Tod, Unfälle oder Krankheiten – keiner mag sie oder will betroffen sein. Ein bisschen schieben wir sie an den Rand des Lebens– außer man hat beruflich damit zu tun. Wer nicht im Krankenhaus, Hospiz oder ähnlichem beschäftigt ist, hat kaum Berührungspunkte damit.
Hier in Sierra Leone erleben wir es anders. Wir sind viel dichter dran an den Krisen und Grenzfällen des Lebens, durch die Menschen, mit denen wir hier leben.

Vor einiger Zeit hat ein Student sein ungeborenes Kind verloren – ein anderer bei der Geburt seine Frau und Kind – das passiert hier öfter und offenbart mitunter den desolaten Zustand des Gesundheitssystems.
Ein Kind, vier Jahre alt, ist beim Spielen in ein Brunnenloch gefallen und dabei ertrunken. Die Schulleiterin erzählte davon und zeigte uns Bilder von Unfallort und Beerdigung.
Eine Woche danach muss sie wieder zu einer Beerdigung, weil eine andere Mutter bei der Geburt ihres Kindes verstorben ist. Sie hinterlässt einen Vater mit zwei Kindern und einem Neugeborenen.
Unsere Haushaltshilfe Margret erzählte uns von ihrer Nichte. Die hatte gerade einen tragischen Unfall beim Kochen. Hier wird in der Regel am offenen Feuer gekocht. Irgendwie passierte es, dass die Nichte mit dem rechten Arm ins Feuer fiel und sich der Topf mit dem heißen Inhalt darüber ergoss. Ein Teil des Armes völlig verkohlt.
Es sieht schlimm aus – ob man den Arm retten kann – keiner kann das im Moment sagen. Sie zeigte uns Bilder und Filme von der Nichte, dem Arm. Wir haben ja schon manches gesehen. Aber einen Arm, der von der Hand bis zum Ellenbogen zur Hälfte „abgeschält“ ist, nicht. Wir ersparen unseren Lesern Bilder hiervon – für die Menschen hier sind solche Aufnahmen völlig normal – für uns nicht! Bis auf den Knochen liegt alles frei – was für Schmerzen das sein mögen, denn Schmerzmittel sind rar und zu teuer … und ja, ob der Arm gerettet werden kann, ist ungewiss.

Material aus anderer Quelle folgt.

// ==========================================
// AlertSelector 集成测试
// ==========================================
// 测试目标: 告警名单 / 复苏名单的筛选、排序、截断
// ==========================================

mod helpers;

use helpers::test_data_builder::StoreBuilder;
use store_sales_analytics::config::{ThresholdConfig, ThresholdOverrides};
use store_sales_analytics::domain::{PeriodCapabilities, StatusLabel, StoreMetrics};
use store_sales_analytics::engine::AlertSelector;

fn metrics(id: i64, bimonthly: (f64, f64), status: StatusLabel) -> StoreMetrics {
    let store = StoreBuilder::new(id).bimonthly(bimonthly.0, bimonthly.1).build();
    StoreMetrics {
        annual_change: 0.0,
        half_year_change: None,
        quarter_yoy_change: None,
        quarter_seq_change: None,
        bimonthly_change: Some((bimonthly.1 - bimonthly.0) / bimonthly.0),
        status,
        status_reason: String::new(),
        is_active: true,
        rank: None,
        store,
    }
}

fn caps() -> PeriodCapabilities {
    PeriodCapabilities {
        bimonthly: true,
        ..PeriodCapabilities::default()
    }
}

#[test]
fn test_alert_in_and_out() {
    let selector = AlertSelector::new(ThresholdConfig::default(), caps());
    let steep = metrics(1, (100.0, 80.0), StatusLabel::Erosion); // -20%
    let mild = metrics(2, (100.0, 90.0), StatusLabel::Erosion); // -10%

    let alerts = selector.alerts(&[&steep, &mild], 20);
    assert_eq!(alerts.len(), 1);
    assert_eq!(alerts[0].store_id, 1);
}

#[test]
fn test_recovery_requires_declining_status() {
    let selector = AlertSelector::new(ThresholdConfig::default(), caps());
    let eroding = metrics(1, (100.0, 103.0), StatusLabel::Erosion); // +3%
    let growing = metrics(2, (100.0, 150.0), StatusLabel::Growth);

    let list = selector.recoveries(&[&eroding, &growing], 20);
    assert_eq!(list.len(), 1);
    assert_eq!(list[0].store_id, 1);
    assert_eq!(list[0].status, StatusLabel::Erosion);
}

#[test]
fn test_recovery_threshold_override() {
    let thresholds = ThresholdConfig::from_overrides(&ThresholdOverrides {
        recovery_bimonthly: Some(0.05),
        ..Default::default()
    })
    .unwrap();
    let selector = AlertSelector::new(thresholds, caps());
    let eroding = metrics(1, (100.0, 103.0), StatusLabel::Erosion);

    assert!(selector.recoveries(&[&eroding], 20).is_empty());
}

#[test]
fn test_lists_sorted_and_capped() {
    let selector = AlertSelector::new(ThresholdConfig::default(), caps());
    let all: Vec<StoreMetrics> = (1..=30)
        .map(|i| metrics(i, (100.0, 100.0 - i as f64), StatusLabel::Danger))
        .collect();
    let refs: Vec<&StoreMetrics> = all.iter().collect();

    let alerts = selector.alerts(&refs, 20);
    // -16% .. -30% 共 15 家
    assert_eq!(alerts.len(), 15);
    assert_eq!(alerts[0].store_id, 30);
    assert!(alerts
        .windows(2)
        .all(|w| w[0].bimonthly_change <= w[1].bimonthly_change));

    assert_eq!(selector.alerts(&refs, 5).len(), 5);
}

Im nächsten Krankenhaus – bis dahin hat es schon Zeit gedauert – wurde alles verbrannte und verkohlte Fleisch etc. entfernt – und jetzt?!
Für alles weitere fehlt das Geld, zudem die Unsicherheit herrscht, ob etwas zu retten ist. So soll der Arm amputiert werden, bevor Infektionen etc. Schlimmeres verursachen.
Die Familie ist aufgelöst – hofft, betet – ruft Pastoren um Gebet und Hilfe an. Wir hatten gerade Geld erhalten und waren in der Lage, davon etwas weiterzugeben. Die Dankbarkeit ist riesig – wie damit geholfen werden kann, wird sich zeigen. Nun wird erst einmal traditionelle Medizin versucht, um vielleicht den Arm doch noch zu retten.

Hier erleben wir, wie diese furchtbaren Seiten des Lebens viel stärker und umfänglicher im Alltag vorkommen und auch in unseren Alltag greifen. Der Mensch ist verletzlich – das Leben bedroht. Das wird hier überdeutlich.
Typhus – Malaria – Covid – Grippe – das kommt regelmäßig bei unzähligen vor, befindet sich aber auf einer ganz anderen Ebene. Ja ohne Behandlung können sie gefährlich werden oder zum Tod führen – auch davon hören wir immer wieder. Krankenhaus – Medikamente – Behandlungen kosten Geld, das viele nicht haben – also beten – hoffen.
Die Nichte wird weiter herkömmlich behandelt – die Ärzte im Krankenhaus kommen ausschließlich mit der „britischen“ Lösung (Amputation).
Vielleicht wird das auch so kommen, aber im Moment noch abwarten, hoffen und beten.
Wir dürfen wieder einmal feststellen, mit welchem Vorrecht wir gesegnet sind, ob des Landes und Systems, in das wir hineingeboren wurden. Ein Vorrecht, das wir weder verdient haben noch selbstverständlich ist.